すると加代さんの夫が「昔、見知らぬ第3者が寄生して……という事件があった。もし同じようなことが起きていたら手遅れになる前に」ととんでもないことを言い出します。「まさかそんな」というものの、もし事件だったら。
いてもたってもいられなくなり、翌日、加代さんはアポなしで実家を訪れます。チャイムを鳴らしますが反応がありません。そこで加代さん、万一のために持っていた合鍵でカギを開けます。
――もう、お父さんに怒られてもいい
ガチャと玄関のドアを開けると、そこにいたのはパジャマ姿の真さん。突然の娘の訪問に怒号をあげます。
――あれほど来るなといっただろう!
すごい剣幕に一瞬ひるみましたが、ここまで来たら真相を知らずに帰ることはできません。「おじゃまするよ」といってヅカヅカと家の中に入っていきます。止めようとする真さんを振り切り、リビングへ。そこで異変に気付きます。
――なにこれ……
リビングを埋め尽くすほどのペットボトルの水。高齢男性のひとり暮らしでは必要がないほどの量です。スーパーのビニール袋に入ったままの状態で、そこら中に置いてあるのです。
――ねぇ、お父さん、これなに?
そこで観念したのか、ポツリ話し出す真さん。実は最近物忘れがひどくなり、スーパーに行くたびに「あれ、うちに水はあったか?」とわからなくなり、このありさまだといいます。さらに最近になり、急に怒りっぽくなり、人にあれこれ当たってしまうのだとか。もし孫にも同じような態度を取ってしまったら……そう思うと怖くなり、最近は人との接触を拒絶。自宅に引きこもり状態だとか。

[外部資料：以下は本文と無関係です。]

use argon2::{Algorithm, Argon2, Params, Version};
use async_trait::async_trait;
use once_cell::sync::OnceCell;
use password_hash::{PasswordHash, PasswordHasher as _, PasswordVerifier as _, SaltString};
use std::sync::Arc;
use thiserror::Error;

use crate::config::PasswordPolicy;

#[derive(Debug, Error)]
pub enum HashingError {
    #[error("entropy source failed: {0}")]
    Entropy(String),

    #[error("invalid hashing parameters: {0}")]
    Params(String),

    #[error("stored hash is malformed: {0}")]
    MalformedHash(String),

    #[error("hashing failed: {0}")]
    Hash(String),

    #[error("hashing task aborted")]
    Aborted,
}

/// One-way password hashing with a verify counterpart.
#[async_trait]
pub trait PasswordHasher: Send + Sync {
    async fn hash(&self, plaintext: &str) -> Result<String, HashingError>;

    /// `Ok(false)` on mismatch; `Err` only when `hash` cannot be parsed.
    async fn verify(&self, plaintext: &str, hash: &str) -> Result<bool, HashingError>;

    /// Spend the same effort as `verify` against a decoy hash. Used when there is no stored
    /// hash to compare with so both paths cost the same.
    async fn verify_dummy(&self, plaintext: &str) -> Result<(), HashingError>;
}

/// Argon2id hasher. Work runs on the blocking pool.
#[derive(Clone)]
pub struct Argon2Hasher {
    params: Params,
    decoy: Arc<OnceCell<String>>,
}

impl Argon2Hasher {
    pub fn new(policy: PasswordPolicy) -> Result<Self, HashingError> {
        let params = Params::new(policy.memory_kib, policy.iterations, policy.parallelism, None)
            .map_err(|e| HashingError::Params(e.to_string()))?;

        Ok(Self {
            params,
            decoy: Arc::new(OnceCell::new()),
        })
    }

    fn argon2(params: Params) -> Argon2<'static> {
        Argon2::new(Algorithm::Argon2id, Version::V0x13, params)
    }

    fn hash_blocking(params: Params, plaintext: &str) -> Result<String, HashingError> {
        let mut salt_bytes = [0u8; 16];
        getrandom::getrandom(&mut salt_bytes).map_err(|e| HashingError::Entropy(e.to_string()))?;
        let salt = SaltString::encode_b64(&salt_bytes).map_err(|e| HashingError::Hash(e.to_string()))?;

        let phc = Self::argon2(params)
            .hash_password(plaintext.as_bytes(), &salt)
            .map_err(|e| HashingError::Hash(e.to_string()))?
            .to_string();
        Ok(phc)
    }

    fn verify_blocking(plaintext: &str, hash: &str) -> Result<bool, HashingError> {
        let parsed = PasswordHash::new(hash).map_err(|e| HashingError::MalformedHash(e.to_string()))?;

        // Cost parameters come from the PHC string, not from the current policy.
        match Argon2::default().verify_password(plaintext.as_bytes(), &parsed) {
            Ok(()) => Ok(true),
            Err(password_hash::Error::Password) => Ok(false),
            Err(e) => Err(HashingError::MalformedHash(e.to_string())),
        }
    }

    async fn run_blocking<T, F>(f: F) -> Result<T, HashingError>
    where
        T: Send + 'static,
        F: FnOnce() -> Result<T, HashingError> + Send + 'static,
    {
        tokio::task::spawn_blocking(f).await.map_err(|_| HashingError::Aborted)?
    }
}

#[async_trait]
impl PasswordHasher for Argon2Hasher {
    async fn hash(&self, plaintext: &str) -> Result<String, HashingError> {
        let params = self.params.clone();
        let plaintext = plaintext.to_owned();
        Self::run_blocking(move || Self::hash_blocking(params, &plaintext)).await
    }

    async fn verify(&self, plaintext: &str, hash: &str) -> Result<bool, HashingError> {
        let plaintext = plaintext.to_owned();
        let hash = hash.to_owned();
        Self::run_blocking(move || Self::verify_blocking(&plaintext, &hash)).await
    }

    async fn verify_dummy(&self, plaintext: &str) -> Result<(), HashingError> {
        let params = self.params.clone();
        let decoy = Arc::clone(&self.decoy);
        let plaintext = plaintext.to_owned();
        Self::run_blocking(move || {
            let hash = decoy.get_or_try_init(|| Self::hash_blocking(params, "decoy-password"))?;
            Self::verify_blocking(&plaintext, hash).map(|_| ())
        })
        .await
    }
}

そこまで聞いて、「お父さん、一度病院に行こう。それって認知症……」といったところで、「私が認知症なわけ、ないだろう!」と怒りだす始末。元警察官というプライドもあるのでしょうか。しかし対応は早ければ早いほどいい、何とか納得させ共に病院へ。やはり初期の認知症と診断を受けたといいます。
内閣官房の資料によると、70~74歳で4.1%だった認知症有病率は、75~79歳で13.6%、80~84歳で21.8%、85~89歳で41.4%と上昇。また認知症患者の今後の推移については、各年齢の認知症有病率が一定の場合2025年に675万人、2030年には744万人、2040年には802万人と、高齢者の5人に1人は認知症。さらに各年齢の認知症有病率が上昇する場合では、2040年に953万人、高齢者の4人に1人が認知症を発症するとされています。
誰もが「認知症かもしれない」と考えたとき、狼狽えたり、恐れたりするでしょう。しかし早めにわかれば進行を遅らせることはできます。家族の支えが必要です。